» **EXERCISE**: For this exercise, write out each entry below exactly as it reads.

Items from a data source
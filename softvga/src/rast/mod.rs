//! Rasterizer support.
//!
//! A rasterizer turns one line of some representation (a bitmap, a text
//! buffer, an equation) into pixels in a `TargetBuffer`, within the time the
//! hardware spends scanning out the *previous* line. Rasterizers are shared
//! between application code and the raster interrupt, so they take `&self` and
//! keep anything mutable behind atomics or non-blocking locks.

pub mod bitmap_1;
pub mod direct;
pub mod mirror;
pub mod palette_8;
pub mod solid_color;
pub mod text_10x16;
pub mod xor_pattern;

use smart_default::SmartDefault;

use crate::priority;
pub use crate::Pixel;

/// Number of pixels in the target buffers given to raster callbacks.
pub const TARGET_BUFFER_SIZE: usize = super::MAX_PIXELS_PER_LINE + 32;

/// The type given to raster callbacks by reference, to fill with pixels. This
/// is word-aligned but we usually pun it as `u8`.
pub struct TargetBuffer([u32; TARGET_BUFFER_SIZE / 4]);

impl TargetBuffer {
    pub const fn new() -> Self {
        TargetBuffer([0; TARGET_BUFFER_SIZE / 4])
    }

    pub fn as_words(&self) -> &[u32; TARGET_BUFFER_SIZE / 4] {
        &self.0
    }

    pub fn as_words_mut(&mut self) -> &mut [u32; TARGET_BUFFER_SIZE / 4] {
        &mut self.0
    }
}

impl core::ops::Deref for TargetBuffer {
    type Target = [Pixel; TARGET_BUFFER_SIZE];
    fn deref(&self) -> &Self::Target {
        // Safety: same size, and u8 has no alignment or validity requirements
        // beyond what u32 already guarantees.
        unsafe { core::mem::transmute(&self.0) }
    }
}

impl core::ops::DerefMut for TargetBuffer {
    fn deref_mut(&mut self) -> &mut Self::Target {
        unsafe { core::mem::transmute(&mut self.0) }
    }
}

/// Context passed to raster callbacks. Filled out with default values by the
/// driver; callbacks can alter its contents.
#[derive(Clone, Debug, Eq, PartialEq, SmartDefault)]
pub struct RasterCtx {
    /// Number of AHB cycles per pixel of output. Provided by the driver based
    /// on the current mode; raster callbacks can adjust to derive new modes.
    /// Note: values below 4 are undefined.
    #[default(_code = "crate::timing::MIN_CYCLES_PER_PIXEL")]
    pub cycles_per_pixel: usize,
    /// Number of times to repeat this line after its first appearance -- zero
    /// gives full vertical resolution, while larger numbers divide vertical
    /// resolution by (1+n).
    ///
    /// Setting `repeat_lines` to a non-zero value skips calling any rasterizer
    /// for that many lines, which can be used to save compute. Requests that
    /// run past the end of the current band are cut short at the band
    /// boundary.
    pub repeat_lines: usize,
    /// Rasterization range within `target`. The range is *empty* when the
    /// callback starts! To show any actual video, the callback *must* replace
    /// it with the range of valid pixels in `target`.
    ///
    /// If you set this outside of the bounds of `target`, the driver's behavior
    /// is undefined. (Not unsafe -- it just reserves the right to replace video
    /// output with an embarrassing picture of you.)
    pub target_range: core::ops::Range<usize>,
}

impl RasterCtx {
    /// Creates the context the driver hands to each rasterizer: native
    /// horizontal resolution, no repeats, nothing drawn yet.
    pub fn for_cycles_per_pixel(cycles_per_pixel: usize) -> Self {
        RasterCtx {
            cycles_per_pixel,
            ..RasterCtx::default()
        }
    }
}

/// A line-at-a-time source of pixels, invoked from the raster interrupt.
///
/// `line` is relative to the top of the band the rasterizer was installed
/// into. Implementations must fill `target` within a fraction of a line time,
/// must not block, and must degrade to a blank line (an empty
/// `target_range`) rather than panic when shared state is unavailable.
pub trait Rasterize: Sync {
    fn rasterize(
        &self,
        line: usize,
        target: &mut TargetBuffer,
        ctx: &mut RasterCtx,
        p: priority::I0,
    );

    /// Called once per frame from the raster interrupt, at the start of the
    /// vertical blanking interval. This is the place to apply deferred
    /// buffer flips.
    fn end_of_frame(&self, _: priority::I0) {}
}

/// Utility routine for cheaply filling a line with a solid color.
pub fn solid_color_fill(
    target: &mut TargetBuffer,
    ctx: &mut RasterCtx,
    width: usize,
    fill: Pixel,
) {
    target[0] = fill; // Same color.
    ctx.target_range = 0..1; // One pixel.
    ctx.cycles_per_pixel *= width; // Stretched across the whole line.
}

/// Produces a line of nothing. The driver follows every line with black, so an
/// empty range is black from edge to edge.
pub fn blank_line(ctx: &mut RasterCtx) {
    ctx.target_range = 0..0;
}

#[cfg(test)]
pub(crate) mod test_util {
    use super::*;
    use core::sync::atomic::{AtomicUsize, Ordering};
    use std::sync::Mutex;

    pub fn i0() -> priority::I0 {
        // Safety: tests run single-threaded with respect to each rasterizer.
        unsafe { priority::I0::new() }
    }

    /// Runs `r` for `line` with a fresh context, returning the context and the
    /// valid pixels.
    pub fn raster_line(
        r: &dyn Rasterize,
        line: usize,
    ) -> (RasterCtx, Vec<Pixel>) {
        let mut target = TargetBuffer::new();
        let mut ctx = RasterCtx::default();
        r.rasterize(line, &mut target, &mut ctx, i0());
        let pixels = target[ctx.target_range.clone()].to_vec();
        (ctx, pixels)
    }

    /// Rasterizer that records every call as `(tag, line)`, draws one pixel
    /// of `tag`, asks for `repeat` repeats and counts frames.
    pub struct Recorder {
        pub tag: u8,
        pub repeat: usize,
        pub calls: Mutex<Vec<(u8, usize)>>,
        pub frames: AtomicUsize,
    }

    impl Recorder {
        pub fn new(tag: u8, repeat: usize) -> Self {
            Recorder {
                tag,
                repeat,
                calls: Mutex::new(Vec::new()),
                frames: AtomicUsize::new(0),
            }
        }

        /// Lines this recorder was asked for, in order.
        pub fn lines(&self) -> Vec<usize> {
            self.calls.lock().unwrap().iter().map(|c| c.1).collect()
        }

        pub fn frames(&self) -> usize {
            self.frames.load(Ordering::Relaxed)
        }
    }

    impl Rasterize for Recorder {
        fn rasterize(
            &self,
            line: usize,
            target: &mut TargetBuffer,
            ctx: &mut RasterCtx,
            _: priority::I0,
        ) {
            self.calls.lock().unwrap().push((self.tag, line));
            target[0] = self.tag;
            ctx.target_range = 0..1;
            ctx.repeat_lines = self.repeat;
        }

        fn end_of_frame(&self, _: priority::I0) {
            self.frames.fetch_add(1, Ordering::Relaxed);
        }
    }
}

#[cfg(test)]
mod tests {
    use super::*;

    #[test]
    fn target_buffer_byte_view() {
        let mut t = TargetBuffer::new();
        t.as_words_mut()[0] = 0x0403_0201;
        assert_eq!(&t[..4], &[1, 2, 3, 4]);
        t[5] = 0xAA;
        assert_eq!(t.as_words()[1], 0x0000_AA00);
    }

    #[test]
    fn default_ctx() {
        let ctx = RasterCtx::default();
        assert_eq!(ctx.cycles_per_pixel, crate::timing::MIN_CYCLES_PER_PIXEL);
        assert_eq!(ctx.repeat_lines, 0);
        assert!(ctx.target_range.is_empty());
        assert_eq!(RasterCtx::for_cycles_per_pixel(8).cycles_per_pixel, 8);
    }

    #[test]
    fn solid_fill_stretches() {
        let mut t = TargetBuffer::new();
        let mut ctx = RasterCtx::for_cycles_per_pixel(4);
        solid_color_fill(&mut t, &mut ctx, 800, 0b11_00_11);
        assert_eq!(ctx.target_range, 0..1);
        assert_eq!(ctx.cycles_per_pixel, 3200);
        assert_eq!(t[0], 0b11_00_11);
    }
}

» **RESPONSE TO THIS EXERCISE**:
filename softvga/src/rast/mod.rs
//! Rasterizer support.
//!
//! A rasterizer turns one line of some representation (a bitmap, a text
//! buffer, an equation) into pixels in a `TargetBuffer`, within the time the
//! hardware spends scanning out the *previous* line. Rasterizers are shared
//! between application code and the raster interrupt, so they take `&self` and
//! keep anything mutable behind atomics or non-blocking locks.

pub mod bitmap_1;
pub mod direct;
pub mod mirror;
pub mod palette_8;
pub mod solid_color;
pub mod text_10x16;
pub mod xor_pattern;

use smart_default::SmartDefault;

use crate::priority;
pub use crate::Pixel;

/// Number of pixels in the target buffers given to raster callbacks.
pub const TARGET_BUFFER_SIZE: usize = super::MAX_PIXELS_PER_LINE + 32;

/// The type given to raster callbacks by reference, to fill with pixels. This
/// is word-aligned but we usually pun it as `u8`.
pub struct TargetBuffer([u32; TARGET_BUFFER_SIZE / 4]);

impl TargetBuffer {
    pub const fn new() -> Self {
        TargetBuffer([0; TARGET_BUFFER_SIZE / 4])
    }

    pub fn as_words(&self) -> &[u32; TARGET_BUFFER_SIZE / 4] {
        &self.0
    }

    pub fn as_words_mut(&mut self) -> &mut [u32; TARGET_BUFFER_SIZE / 4] {
        &mut self.0
    }
}

impl core::ops::Deref for TargetBuffer {
    type Target = [Pixel; TARGET_BUFFER_SIZE];
    fn deref(&self) -> &Self::Target {
        // Safety: same size, and u8 has no alignment or validity requirements
        // beyond what u32 already guarantees.
        unsafe { core::mem::transmute(&self.0) }
    }
}

impl core::ops::DerefMut for TargetBuffer {
    fn deref_mut(&mut self) -> &mut Self::Target {
        unsafe { core::mem::transmute(&mut self.0) }
    }
}

/// Context passed to raster callbacks. Filled out with default values by the
/// driver; callbacks can alter its contents.
#[derive(Clone, Debug, Eq, PartialEq, SmartDefault)]
pub struct RasterCtx {
    /// Number of AHB cycles per pixel of output. Provided by the driver based
    /// on the current mode; raster callbacks can adjust to derive new modes.
    /// Note: values below 4 are undefined.
    #[default(_code = "crate::timing::MIN_CYCLES_PER_PIXEL")]
    pub cycles_per_pixel: usize,
    /// Number of times to repeat this line after its first appearance -- zero
    /// gives full vertical resolution, while larger numbers divide vertical
    /// resolution by (1+n).
    ///
    /// Setting `repeat_lines` to a non-zero value skips calling any rasterizer
    /// for that many lines, which can be used to save compute. Requests that
    /// run past the end of the current band are cut short at the band
    /// boundary.
    pub repeat_lines: usize,
    /// Rasterization range within `target`. The range is *empty* when the
    /// callback starts! To show any actual video, the callback *must* replace
    /// it with the range of valid pixels in `target`.
    ///
    /// If you set this outside of the bounds of `target`, the driver's behavior
    /// is undefined. (Not unsafe -- it just reserves the right to replace video
    /// output with an embarrassing picture of you.)
    pub target_range: core::ops::Range<usize>,
}

impl RasterCtx {
    /// Creates the context the driver hands to each rasterizer: native
    /// horizontal resolution, no repeats, nothing drawn yet.
    pub fn for_cycles_per_pixel(cycles_per_pixel: usize) -> Self {
        RasterCtx {
            cycles_per_pixel,
            ..RasterCtx::default()
        }
    }
}

/// A line-at-a-time source of pixels, invoked from the raster interrupt.
///
/// `line` is relative to the top of the band the rasterizer was installed
/// into. Implementations must fill `target` within a fraction of a line time,
/// must not block, and must degrade to a blank line (an empty
/// `target_range`) rather than panic when shared state is unavailable.
pub trait Rasterize: Sync {
    fn rasterize(
        &self,
        line: usize,
        target: &mut TargetBuffer,
        ctx: &mut RasterCtx,
        p: priority::I0,
    );

    /// Called once per frame from the raster interrupt, at the start of the
    /// vertical blanking interval. This is the place to apply deferred
    /// buffer flips.
    fn end_of_frame(&self, _: priority::I0) {}
}

/// Utility routine for cheaply filling a line with a solid color.
pub fn solid_color_fill(
    target: &mut TargetBuffer,
    ctx: &mut RasterCtx,
    width: usize,
    fill: Pixel,
) {
    target[0] = fill; // Same color.
    ctx.target_range = 0..1; // One pixel.
    ctx.cycles_per_pixel *= width; // Stretched across the whole line.
}

/// Produces a line of nothing. The driver follows every line with black, so an
/// empty range is black from edge to edge.
pub fn blank_line(ctx: &mut RasterCtx) {
    ctx.target_range = 0..0;
}

#[cfg(test)]
pub(crate) mod test_util {
    use super::*;
    use core::sync::atomic::{AtomicUsize, Ordering};
    use std::sync::Mutex;

    pub fn i0() -> priority::I0 {
        // Safety: tests run single-threaded with respect to each rasterizer.
        unsafe { priority::I0::new() }
    }

    /// Runs `r` for `line` with a fresh context, returning the context and the
    /// valid pixels.
    pub fn raster_line(
        r: &dyn Rasterize,
        line: usize,
    ) -> (RasterCtx, Vec<Pixel>) {
        let mut target = TargetBuffer::new();
        let mut ctx = RasterCtx::default();
        r.rasterize(line, &mut target, &mut ctx, i0());
        let pixels = target[ctx.target_range.clone()].to_vec();
        (ctx, pixels)
    }

    /// Rasterizer that records every call as `(tag, line)`, draws one pixel
    /// of `tag`, asks for `repeat` repeats and counts frames.
    pub struct Recorder {
        pub tag: u8,
        pub repeat: usize,
        pub calls: Mutex<Vec<(u8, usize)>>,
        pub frames: AtomicUsize,
    }

    impl Recorder {
        pub fn new(tag: u8, repeat: usize) -> Self {
            Recorder {
                tag,
                repeat,
                calls: Mutex::new(Vec::new()),
                frames: AtomicUsize::new(0),
            }
        }

        /// Lines this recorder was asked for, in order.
        pub fn lines(&self) -> Vec<usize> {
            self.calls.lock().unwrap().iter().map(|c| c.1).collect()
        }

        pub fn frames(&self) -> usize {
            self.frames.load(Ordering::Relaxed)
        }
    }

    impl Rasterize for Recorder {
        fn rasterize(
            &self,
            line: usize,
            target: &mut TargetBuffer,
            ctx: &mut RasterCtx,
            _: priority::I0,
        ) {
            self.calls.lock().unwrap().push((self.tag, line));
            target[0] = self.tag;
            ctx.target_range = 0..1;
            ctx.repeat_lines = self.repeat;
        }

        fn end_of_frame(&self, _: priority::I0) {
            self.frames.fetch_add(1, Ordering::Relaxed);
        }
    }
}

#[cfg(test)]
mod tests {
    use super::*;

    #[test]
    fn target_buffer_byte_view() {
        let mut t = TargetBuffer::new();
        t.as_words_mut()[0] = 0x0403_0201;
        assert_eq!(&t[..4], &[1, 2, 3, 4]);
        t[5] = 0xAA;
        assert_eq!(t.as_words()[1], 0x0000_AA00);
    }

    #[test]
    fn default_ctx() {
        let ctx = RasterCtx::default();
        assert_eq!(ctx.cycles_per_pixel, crate::timing::MIN_CYCLES_PER_PIXEL);
        assert_eq!(ctx.repeat_lines, 0);
        assert!(ctx.target_range.is_empty());
        assert_eq!(RasterCtx::for_cycles_per_pixel(8).cycles_per_pixel, 8);
    }

    #[test]
    fn solid_fill_stretches() {
        let mut t = TargetBuffer::new();
        let mut ctx = RasterCtx::for_cycles_per_pixel(4);
        solid_color_fill(&mut t, &mut ctx, 800, 0b11_00_11);
        assert_eq!(ctx.target_range, 0..1);
        assert_eq!(ctx.cycles_per_pixel, 3200);
        assert_eq!(t[0], 0b11_00_11);
    }
}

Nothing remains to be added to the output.